Мне не понравились его слова. Этот человек не знал моего отца. Он не имел права говорить о нем дурно.
– Тебе не стоило приходить сюда, – холодно сказала я. – Надо было оставить нас в покое. – И тут вдруг я поняла, что мне нужно узнать кое-что. – Как ты нас нашел?
Вопрос прозвучал не так, как я хотела. Так, словно я думала, будто мы потерялись.
– Я ехал по дороге с двумя приятелями и повернул не туда. Мы выпили. – Он произнес последнюю фразу так, словно она все объясняла. – Виски. Пиво. Не важно. Я долго пытался найти дорогу. А потом увидел дым. Я не знал, что этот дом… и что твоя мать…
– А что с ней? – Мне было все равно, больно этому человеку или нет. Если бы он сказал, что явился сюда, потому что влюблен в мою мать, я ударила бы его по сломанной руке.
– Я не знал, что твоя мать находилась здесь все это время. Что она жива и что твой отец… – Он осекся и как-то странно посмотрел на меня. – О боже! Так ты не знаешь…
– Чего я не знаю?
– Что твоя мать… и твой отец…
– Что – я? – требовательно спросил отец.
Мужчина сжался, увидев в дверном проеме его фигуру. Он закрыл здоровый глаз и захныкал.
– Иди в дом, Хелена, – велел отец. – Помоги матери.
Я схватила пустую кружку, вскочила и побежала в хижину, разминувшись в дверях с отцом. Там я ополоснула кружку и поставила ее сушиться, а потом долго стояла у окна на кухне, наблюдая сквозь щели в сарае, как мой отец избивает этого человека кулаками и ногами, слушая, как тот беспрестанно кричит. Мне было интересно, что он собирался мне сообщить.
23
Плечо пульсирует болью. Я не знаю, насколько тяжело ранена. Возможно, пуля всего лишь задела мышцы и мне понадобится только несколько швов. Но возможно, что рана намного серьезнее. Если пуля пробила артерию, я истеку кровью. Если она порвала нерв, я могу потерять руку. Но пока я знаю лишь то, что мне больно. Очень больно.
Если бы это было случайное огнестрельное ранение, машина скорой помощи уже мчала бы меня в больницу, пока врачи пытались бы стабилизировать мое состояние. Я не сидела бы на земле, прижавшись спиной к дереву. Двери распахнулись бы, когда мы приехали на место, выбежали бы санитары и ввезли меня на каталке внутрь. Врачи зашили бы рану и дали бы мне какое-нибудь обезболивающее.
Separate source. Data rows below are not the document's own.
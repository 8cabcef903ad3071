//! Fixed header for the clocksync wire protocol
//!
//! Fixed header is 14 bytes:
//! - Byte 0: Magic (0xC5)
//! - Byte 1: Version
//! - Byte 2: Frame kind (request / response)
//! - Byte 3: Message tag
//! - Bytes 4-11: Request ID (LE)
//! - Bytes 12-13: Payload length (LE)

use clocksync_core::{SyncError, SyncResult};

/// Fixed header size in bytes
pub const FIXED_HEADER_SIZE: usize = 14;

/// First byte of every frame
pub const WIRE_MAGIC: u8 = 0xC5;

/// Current wire protocol version
pub const WIRE_VERSION: u8 = 1;

/// Direction of a frame
#[derive(Clone, Copy, Debug, PartialEq, Eq)]
#[repr(u8)]
pub enum FrameKind {
    Request = 0,
    Response = 1,
}

impl FrameKind {
    pub fn from_byte(b: u8) -> Option<Self> {
        match b {
            0 => Some(FrameKind::Request),
            1 => Some(FrameKind::Response),
            _ => None,
        }
    }

    #[inline]
    pub fn to_byte(self) -> u8 {
        self as u8
    }
}

/// Fixed header structure
#[derive(Clone, Debug, PartialEq, Eq)]
pub struct FrameHeader {
    /// Wire protocol version
    pub version: u8,
    /// Request or response
    pub kind: FrameKind,
    /// Message tag (see `message::tags`)
    pub tag: u8,
    /// Correlates a response with its request
    pub request_id: u64,
    /// Payload length in bytes
    pub payload_len: u16,
}

impl FrameHeader {
    pub fn new(kind: FrameKind, tag: u8, request_id: u64) -> Self {
        FrameHeader {
            version: WIRE_VERSION,
            kind,
            tag,
            request_id,
            payload_len: 0,
        }
    }

    /// Parse header from bytes
    pub fn parse(buf: &[u8]) -> SyncResult<Self> {
        if buf.len() < FIXED_HEADER_SIZE {
            return Err(SyncError::BufferTooShort {
                expected: FIXED_HEADER_SIZE,
                actual: buf.len(),
            });
        }

        if buf[0] != WIRE_MAGIC {
            return Err(SyncError::InvalidWireFormat(format!(
                "Bad magic byte {:#04x}",
                buf[0]
            )));
        }

        let version = buf[1];
        if version != WIRE_VERSION {
            return Err(SyncError::InvalidWireFormat(format!(
                "Unsupported wire version {}",
                version
            )));
        }

        let kind = FrameKind::from_byte(buf[2])
            .ok_or_else(|| SyncError::InvalidWireFormat(format!("Unknown frame kind {}", buf[2])))?;

        let tag = buf[3];

        let mut id_bytes = [0u8; 8];
        id_bytes.copy_from_slice(&buf[4..12]);
        let request_id = u64::from_le_bytes(id_bytes);

        let payload_len = u16::from_le_bytes([buf[12], buf[13]]);

        Ok(FrameHeader {
            version,
            kind,
            tag,
            request_id,
            payload_len,
        })
    }

    /// Serialize header into the start of `buf`
    pub fn serialize(&self, buf: &mut [u8]) -> SyncResult<()> {
        if buf.len() < FIXED_HEADER_SIZE {
            return Err(SyncError::BufferTooShort {
                expected: FIXED_HEADER_SIZE,
                actual: buf.len(),
            });
        }

        buf[0] = WIRE_MAGIC;
        buf[1] = self.version;
        buf[2] = self.kind.to_byte();
        buf[3] = self.tag;
        buf[4..12].copy_from_slice(&self.request_id.to_le_bytes());
        buf[12..14].copy_from_slice(&self.payload_len.to_le_bytes());

        Ok(())
    }
}
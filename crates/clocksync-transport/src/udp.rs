//! UDP transport implementation

use std::net::SocketAddr;
use std::sync::Arc;

use tokio::net::UdpSocket;

use clocksync_core::{SyncError, SyncResult};
use clocksync_wire::Frame;

/// UDP transport for clocksync
pub struct UdpTransport {
    socket: Arc<UdpSocket>,
    local_addr: SocketAddr,
}

impl UdpTransport {
    /// Bind to a local address
    pub async fn bind(addr: SocketAddr) -> SyncResult<Self> {
        let socket = UdpSocket::bind(addr)
            .await
            .map_err(|e| SyncError::Transport(format!("bind {}: {}", addr, e)))?;

        let local_addr = socket
            .local_addr()
            .map_err(|e| SyncError::Transport(e.to_string()))?;

        Ok(UdpTransport {
            socket: Arc::new(socket),
            local_addr,
        })
    }

    /// Get local address
    pub fn local_addr(&self) -> SocketAddr {
        self.local_addr
    }

    /// Send a frame to a destination
    pub async fn send_to(&self, frame: &Frame, dest: SocketAddr) -> SyncResult<()> {
        let bytes = frame.serialize()?;
        self.socket
            .send_to(&bytes, dest)
            .await
            .map_err(|e| SyncError::Transport(e.to_string()))?;
        Ok(())
    }

    /// Get a clone of the socket for concurrent operations
    pub fn socket(&self) -> Arc<UdpSocket> {
        Arc::clone(&self.socket)
    }
}
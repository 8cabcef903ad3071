//! Logging setup

use std::str::FromStr;

use tracing_subscriber::layer::SubscriberExt;
use tracing_subscriber::util::SubscriberInitExt;
use tracing_subscriber::EnvFilter;

use clocksync_core::{SyncError, SyncResult};

/// Log line format
#[derive(Clone, Copy, Debug, Default, PartialEq, Eq)]
pub enum LogFormat {
    #[default]
    Pretty,
    Compact,
    Json,
}

impl FromStr for LogFormat {
    type Err = SyncError;

    fn from_str(s: &str) -> Result<Self, Self::Err> {
        match s.to_ascii_lowercase().as_str() {
            "pretty" => Ok(LogFormat::Pretty),
            "compact" => Ok(LogFormat::Compact),
            "json" => Ok(LogFormat::Json),
            other => Err(SyncError::InvalidConfig(format!("unknown log format {:?}", other))),
        }
    }
}

#[derive(Clone, Debug)]
pub struct TelemetryConfig {
    /// Filter directive used when `RUST_LOG` is unset
    pub level: String,
    pub format: LogFormat,
    pub ansi: bool,
}

impl Default for TelemetryConfig {
    fn default() -> Self {
        TelemetryConfig {
            level: "info".to_string(),
            format: LogFormat::Pretty,
            ansi: true,
        }
    }
}

impl TelemetryConfig {
    pub fn filter(&self) -> SyncResult<EnvFilter> {
        match EnvFilter::try_from_default_env() {
            Ok(filter) => Ok(filter),
            Err(_) => EnvFilter::try_new(&self.level)
                .map_err(|e| SyncError::InvalidConfig(format!("log level {:?}: {}", self.level, e))),
        }
    }
}

/// Install the global subscriber. `RUST_LOG` overrides the configured level.
pub fn init_tracing(config: &TelemetryConfig) -> SyncResult<()> {
    let filter = config.filter()?;
    let registry = tracing_subscriber::registry().with(filter);

    let result = match config.format {
        LogFormat::Pretty => registry
            .with(tracing_subscriber::fmt::layer().with_ansi(config.ansi))
            .try_init(),
        LogFormat::Compact => registry
            .with(tracing_subscriber::fmt::layer().compact().with_ansi(config.ansi))
            .try_init(),
        LogFormat::Json => registry
            .with(tracing_subscriber::fmt::layer().json())
            .try_init(),
    };

    result.map_err(|e| SyncError::InvalidConfig(format!("tracing already initialized: {}", e)))
}
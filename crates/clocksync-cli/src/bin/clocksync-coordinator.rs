//! clocksync coordinator
//!
//! Listens for node registrations and runs Berkeley rounds on operator
//! command, on a timer, or on a node's trigger.

use clap::Parser;
use tokio::io::BufReader;
use tokio::sync::oneshot;

use clocksync_cli::CoordinatorArgs;
use clocksync_runtime::{init_tracing, CoordinatorServer, Shell};

async fn run(args: CoordinatorArgs) -> Result<(), Box<dyn std::error::Error>> {
    let config = args.config();
    config.validate()?;

    let server = CoordinatorServer::bind(config).await?;
    let shell = Shell::new(server.coordinator().clone());

    let (stop, stopped) = oneshot::channel::<()>();
    let serving = tokio::spawn(server.serve(async move {
        let _ = stopped.await;
    }));

    if args.no_shell {
        tokio::signal::ctrl_c().await?;
    } else {
        println!("{}", clocksync_runtime::HELP);
        tokio::select! {
            result = shell.run(BufReader::new(tokio::io::stdin()), tokio::io::stdout()) => result?,
            signal = tokio::signal::ctrl_c() => signal?,
        }
    }

    tracing::info!("Shutting down coordinator");
    let _ = stop.send(());
    serving.await??;
    Ok(())
}

fn main() -> Result<(), Box<dyn std::error::Error>> {
    let args = CoordinatorArgs::parse();
    init_tracing(&args.log.telemetry())?;

    let runtime = tokio::runtime::Runtime::new()?;
    let result = runtime.block_on(run(args));
    // Stdin reads park a blocking thread that never returns on its own
    runtime.shutdown_background();
    result
}
//! clocksync Test Harness - Simulated fleets and end-to-end checks
//!
//! This crate provides:
//! - Simulated clock nodes with injected latency and failures
//! - A seeded fleet harness for round scenarios and convergence checks
//! - A loopback UDP cluster running the real coordinator and node runtimes

pub mod harness;
pub mod loopback;
pub mod simulator;

pub use harness::*;
pub use loopback::*;
pub use simulator::*;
Но это ведь было не случайное ранение.
После того как отец выстрелил в меня и заковал в наручники, он подтащил меня за плечи к большой красной сосне, поднял и прижал к стволу. Не хочу говорить, что я при этом чувствовала.
Рэмбо куда-то пропал. Кажется, я заорала ему «Домой!», когда отец вскарабкался на холм, чтобы меня обезоружить, но теперь трудно понять, действительно ли я это сделала или только подумала об этом. Несколько секунд после того, как отец выстрелил в меня, превратились в размытое пятно.
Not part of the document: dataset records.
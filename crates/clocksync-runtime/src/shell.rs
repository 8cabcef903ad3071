//! Operator shell for the coordinator

use std::fmt::Write as _;
use std::str::FromStr;

use tokio::io::{AsyncBufRead, AsyncBufReadExt, AsyncWrite, AsyncWriteExt};

use clocksync_core::{NodeId, SyncError, SyncResult};

use crate::Coordinator;

pub const HELP: &str = "\
Commands:
  sync          run a synchronization round now
  list          show registered nodes
  remove <id>   drop a node from the registry
  clear         drop every node
  report        show the last round report
  report json   same, as JSON
  help          this text
  exit          stop the coordinator";

#[derive(Clone, Debug, PartialEq, Eq)]
pub enum Command {
    Sync,
    List,
    Remove(NodeId),
    Clear,
    Report { json: bool },
    Help,
    Exit,
}

impl FromStr for Command {
    type Err = String;

    fn from_str(line: &str) -> Result<Self, Self::Err> {
        let mut words = line.split_whitespace();
        let verb = words.next().ok_or_else(|| "empty command".to_string())?;
        let arg = words.next();
        if words.next().is_some() {
            return Err(format!("too many arguments to {:?}", verb));
        }

        match (verb.to_ascii_lowercase().as_str(), arg) {
            ("sync", None) => Ok(Command::Sync),
            ("list" | "ls", None) => Ok(Command::List),
            ("remove" | "rm", Some(id)) => Ok(Command::Remove(NodeId::new(id))),
            ("remove" | "rm", None) => Err("usage: remove <id>".to_string()),
            ("clear", None) => Ok(Command::Clear),
            ("report", None) => Ok(Command::Report { json: false }),
            ("report", Some("json")) => Ok(Command::Report { json: true }),
            ("help" | "?", None) => Ok(Command::Help),
            ("exit" | "quit", None) => Ok(Command::Exit),
            (other, _) => Err(format!("unknown command {:?}, try \"help\"", other)),
        }
    }
}

/// Result of one command
#[derive(Debug, PartialEq, Eq)]
pub enum Reply {
    Text(String),
    Exit,
}

pub struct Shell {
    coordinator: Coordinator,
}

impl Shell {
    pub fn new(coordinator: Coordinator) -> Self {
        Shell { coordinator }
    }

    pub async fn execute(&self, command: Command) -> Reply {
        let registry = self.coordinator.registry();
        let text = match command {
            Command::Sync => match self.coordinator.run_round().await {
                Ok(report) => report.to_string(),
                Err(e) => format!("round failed: {}", e),
            },
            Command::List => {
                let ids = registry.ids();
                if ids.is_empty() {
                    "no nodes registered".to_string()
                } else {
                    let mut out = format!("{} registered:", ids.len());
                    for id in ids {
                        let _ = write!(out, "\n  {}", id);
                    }
                    out
                }
            }
            Command::Remove(id) => match registry.remove(&id) {
                Some(_) => {
                    tracing::info!(node = %id, "Removed by operator");
                    format!("removed {}", id)
                }
                None => format!("{} is not registered", id),
            },
            Command::Clear => {
                let n = registry.clear();
                tracing::info!(removed = n, "Registry cleared by operator");
                format!("removed {} node(s)", n)
            }
            Command::Report { json } => match self.coordinator.last_report() {
                None => "no round has run yet".to_string(),
                Some(report) if json => report
                    .to_json()
                    .unwrap_or_else(|e| format!("cannot encode report: {}", e)),
                Some(report) => report.to_string(),
            },
            Command::Help => HELP.to_string(),
            Command::Exit => return Reply::Exit,
        };
        Reply::Text(text)
    }

    /// Read commands line by line until `exit` or end of input
    pub async fn run<R, W>(&self, input: R, mut output: W) -> SyncResult<()>
    where
        R: AsyncBufRead + Unpin,
        W: AsyncWrite + Unpin,
    {
        let io = |e: std::io::Error| SyncError::Transport(format!("shell: {}", e));
        let mut lines = input.lines();

        output.write_all(b"> ").await.map_err(io)?;
        output.flush().await.map_err(io)?;
        while let Some(line) = lines.next_line().await.map_err(io)? {
            if !line.trim().is_empty() {
                let text = match line.parse::<Command>() {
                    Ok(command) => match self.execute(command).await {
                        Reply::Text(text) => text,
                        Reply::Exit => break,
                    },
                    Err(e) => e,
                };
                output.write_all(text.as_bytes()).await.map_err(io)?;
                output.write_all(b"\n").await.map_err(io)?;
            }
            output.write_all(b"> ").await.map_err(io)?;
            output.flush().await.map_err(io)?;
        }
        Ok(())
    }
}
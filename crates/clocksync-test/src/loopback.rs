//! Real processes-in-miniature over loopback UDP
//!
//! A [`LoopbackCluster`] runs one coordinator server and any number of
//! clock node runtimes inside the current tokio runtime, all on 127.0.0.1.

use std::net::SocketAddr;
use std::sync::Arc;
use std::time::Duration;

use tokio::sync::oneshot;
use tokio::task::JoinHandle;

use clocksync_core::{ClockOffset, NodeId, SyncError, SyncResult};
use clocksync_runtime::{Coordinator, CoordinatorConfig, CoordinatorServer, NodeConfig, NodeRuntime};
use clocksync_time::ClockNode;

struct Running {
    stop: oneshot::Sender<()>,
    task: JoinHandle<SyncResult<()>>,
}

impl Running {
    async fn stop(self) -> SyncResult<()> {
        let _ = self.stop.send(());
        self.task
            .await
            .map_err(|e| SyncError::Transport(format!("task failed: {}", e)))?
    }
}

/// A node started by the cluster
pub struct LoopbackNode {
    pub id: NodeId,
    pub addr: SocketAddr,
    pub clock: Arc<ClockNode>,
    running: Running,
}

impl LoopbackNode {
    /// Stop serving and release the socket
    pub async fn stop(self) -> SyncResult<()> {
        self.running.stop().await
    }
}

pub struct LoopbackCluster {
    coordinator: Coordinator,
    addr: SocketAddr,
    server: Running,
    call_timeout: Duration,
}

impl LoopbackCluster {
    pub async fn start(call_timeout: Duration) -> SyncResult<Self> {
        let config = CoordinatorConfig {
            bind: SocketAddr::from(([127, 0, 0, 1], 0)),
            call_timeout,
            ..Default::default()
        };
        let server = CoordinatorServer::bind(config).await?;
        let coordinator = server.coordinator().clone();
        let addr = server.local_addr();

        let (stop, stopped) = oneshot::channel();
        let task = tokio::spawn(server.serve(async move {
            let _ = stopped.await;
        }));

        Ok(LoopbackCluster {
            coordinator,
            addr,
            server: Running { stop, task },
            call_timeout,
        })
    }

    pub fn coordinator(&self) -> &Coordinator {
        &self.coordinator
    }

    pub fn addr(&self) -> SocketAddr {
        self.addr
    }

    /// Node config pointed at this cluster's coordinator
    pub fn node_config(&self, id: &str, offset: ClockOffset) -> NodeConfig {
        NodeConfig {
            bind: SocketAddr::from(([127, 0, 0, 1], 0)),
            initial_offset: offset,
            call_timeout: self.call_timeout,
            register_backoff: Duration::from_millis(20),
            ..NodeConfig::new(id, self.addr)
        }
    }

    /// Start a node, register it and keep it serving
    pub async fn spawn_node(&self, id: &str, offset: ClockOffset) -> SyncResult<LoopbackNode> {
        let runtime = NodeRuntime::bind(self.node_config(id, offset)).await?;
        runtime.register().await?;

        let clock = runtime.node().clone();
        let addr = runtime.local_addr();
        let (stop, stopped) = oneshot::channel();
        let task = tokio::spawn(runtime.serve(async move {
            let _ = stopped.await;
        }));

        Ok(LoopbackNode {
            id: NodeId::new(id),
            addr,
            clock,
            running: Running { stop, task },
        })
    }

    pub async fn shutdown(self) -> SyncResult<()> {
        self.server.stop().await
    }
}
Я моргаю. Пытаюсь заставить себя не думать о боли. Пытаюсь оставаться сосредоточенной. Какой же дурой я была, если думала, что отец сдастся! Я должна была убить его, когда имела такую возможность. В следующий раз я ее не упущу.
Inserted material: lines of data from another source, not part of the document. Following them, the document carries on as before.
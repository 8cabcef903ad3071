//! Client registry
//!
//! Mapping from node identity to the handle used to reach it. Iteration is
//! in identity order so rounds and reports are deterministic.

use std::collections::BTreeMap;

use parking_lot::RwLock;

use clocksync_core::{same_handle, NodeId, RemoteHandle};

#[derive(Default)]
pub struct ClientRegistry {
    entries: RwLock<BTreeMap<NodeId, RemoteHandle>>,
}

impl ClientRegistry {
    pub fn new() -> Self {
        Self::default()
    }

    /// Insert or replace. Returns true if an entry for `id` was replaced.
    pub fn register(&self, id: NodeId, handle: RemoteHandle) -> bool {
        self.entries.write().insert(id, handle).is_some()
    }

    /// Remove `id` if present
    pub fn remove(&self, id: &NodeId) -> Option<RemoteHandle> {
        self.entries.write().remove(id)
    }

    /// Remove `id` only while it still maps to `handle`.
    ///
    /// A node that re-registered while a round held the old handle keeps
    /// its new entry.
    pub fn evict(&self, id: &NodeId, handle: &RemoteHandle) -> bool {
        let mut entries = self.entries.write();
        match entries.get(id) {
            Some(current) if same_handle(current, handle) => {
                entries.remove(id);
                true
            }
            _ => false,
        }
    }

    pub fn get(&self, id: &NodeId) -> Option<RemoteHandle> {
        self.entries.read().get(id).cloned()
    }

    pub fn contains(&self, id: &NodeId) -> bool {
        self.entries.read().contains_key(id)
    }

    pub fn ids(&self) -> Vec<NodeId> {
        self.entries.read().keys().cloned().collect()
    }

    /// Point-in-time copy for a round to iterate without holding the lock
    pub fn snapshot(&self) -> Vec<(NodeId, RemoteHandle)> {
        self.entries
            .read()
            .iter()
            .map(|(id, handle)| (id.clone(), handle.clone()))
            .collect()
    }

    pub fn len(&self) -> usize {
        self.entries.read().len()
    }

    pub fn is_empty(&self) -> bool {
        self.entries.read().is_empty()
    }

    /// Remove every entry, returning how many there were
    pub fn clear(&self) -> usize {
        let mut entries = self.entries.write();
        let n = entries.len();
        entries.clear();
        n
    }
}
//! Runtime configuration

use std::net::SocketAddr;
use std::time::Duration;

use clocksync_core::{ClockOffset, NodeId, SyncError, SyncResult};
use clocksync_transport::RpcConfig;

use crate::Rounding;

/// Well-known coordinator port
pub const DEFAULT_PORT: u16 = 1099;

/// Coordinator configuration
#[derive(Clone, Debug)]
pub struct CoordinatorConfig {
    /// Address the coordinator endpoint listens on
    pub bind: SocketAddr,
    /// Upper bound on each remote call made during a round
    pub call_timeout: Duration,
    /// Nodes polled at once during a round
    pub max_concurrency: usize,
    /// How fractional adjustments become whole milliseconds
    pub rounding: Rounding,
    /// Send each surviving node the new reference time after a round
    pub notify_checkpoints: bool,
    /// Run rounds on a timer in addition to explicit triggers
    pub sync_interval: Option<Duration>,
    /// Nodes to wait for before the first round
    pub expected_nodes: Vec<NodeId>,
    /// How long to wait for `expected_nodes`
    pub registration_wait: Duration,
    /// Registry poll period while waiting
    pub registration_poll: Duration,
    /// Run one round once the wait for `expected_nodes` ends
    pub initial_round: bool,
    /// Inbound request buffer
    pub inbound_buffer: usize,
}

impl Default for CoordinatorConfig {
    fn default() -> Self {
        CoordinatorConfig {
            bind: SocketAddr::from(([0, 0, 0, 0], DEFAULT_PORT)),
            call_timeout: Duration::from_secs(2),
            max_concurrency: 16,
            rounding: Rounding::Nearest,
            notify_checkpoints: true,
            sync_interval: None,
            expected_nodes: Vec::new(),
            registration_wait: Duration::from_secs(30),
            registration_poll: Duration::from_millis(500),
            initial_round: true,
            inbound_buffer: 256,
        }
    }
}

impl CoordinatorConfig {
    pub fn validate(&self) -> SyncResult<()> {
        if self.call_timeout.is_zero() {
            return Err(SyncError::InvalidConfig("call_timeout must be positive".into()));
        }
        if self.max_concurrency == 0 {
            return Err(SyncError::InvalidConfig("max_concurrency must be at least 1".into()));
        }
        if self.sync_interval.is_some_and(|i| i.is_zero()) {
            return Err(SyncError::InvalidConfig("sync_interval must be positive".into()));
        }
        if self.registration_poll.is_zero() {
            return Err(SyncError::InvalidConfig("registration_poll must be positive".into()));
        }
        if let Some(bad) = self.expected_nodes.iter().find(|id| !id.is_valid()) {
            return Err(SyncError::InvalidNodeId(bad.clone()));
        }
        Ok(())
    }

    pub fn rpc(&self) -> RpcConfig {
        RpcConfig {
            call_timeout: self.call_timeout,
            inbound_buffer: self.inbound_buffer,
        }
    }
}

/// Clock node configuration
#[derive(Clone, Debug)]
pub struct NodeConfig {
    /// Operator-chosen identity
    pub id: NodeId,
    /// Address the node endpoint listens on
    pub bind: SocketAddr,
    /// Coordinator's well-known address
    pub coordinator: SocketAddr,
    /// Address the coordinator should call back; source address when `None`
    pub advertise: Option<SocketAddr>,
    /// Simulated skew at startup
    pub initial_offset: ClockOffset,
    /// Upper bound on each call to the coordinator
    pub call_timeout: Duration,
    /// Registration attempts before giving up
    pub register_attempts: u32,
    /// First retry delay, doubled per attempt
    pub register_backoff: Duration,
    /// Ceiling for the retry delay
    pub register_backoff_max: Duration,
}

impl NodeConfig {
    pub fn new(id: impl Into<NodeId>, coordinator: SocketAddr) -> Self {
        NodeConfig {
            id: id.into(),
            bind: SocketAddr::from(([0, 0, 0, 0], 0)),
            coordinator,
            advertise: None,
            initial_offset: ClockOffset::ZERO,
            call_timeout: Duration::from_secs(2),
            register_attempts: 5,
            register_backoff: Duration::from_millis(250),
            register_backoff_max: Duration::from_secs(5),
        }
    }

    pub fn validate(&self) -> SyncResult<()> {
        if !self.id.is_valid() {
            return Err(SyncError::InvalidNodeId(self.id.clone()));
        }
        if self.id.as_str() == NodeId::COORDINATOR {
            return Err(SyncError::InvalidConfig(format!(
                "{:?} is reserved for the coordinator",
                NodeId::COORDINATOR
            )));
        }
        if self.call_timeout.is_zero() {
            return Err(SyncError::InvalidConfig("call_timeout must be positive".into()));
        }
        if self.register_attempts == 0 {
            return Err(SyncError::InvalidConfig("register_attempts must be at least 1".into()));
        }
        Ok(())
    }

    pub fn rpc(&self) -> RpcConfig {
        RpcConfig {
            call_timeout: self.call_timeout,
            ..Default::default()
        }
    }
}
Отец сидит на земле возле бревна. В руке у него мой «магнум». Мой нож висит у него на поясе. Мой мобильный умер, и я сейчас говорю не о батарейке. После того как отец нашел айфон, который Стивен подарил мне на последнюю годовщину свадьбы, он швырнул его в воздух и выстрелил в него.
Он расслаблен и совершенно спокоен – почему бы нет? У него все козыри, а у меня – ни одного.
– Я не хотел тебя ранить, – говорит он. – Ты меня заставила.
Типичный нарцисс. Что бы ни произошло, это всегда вина кого-то другого.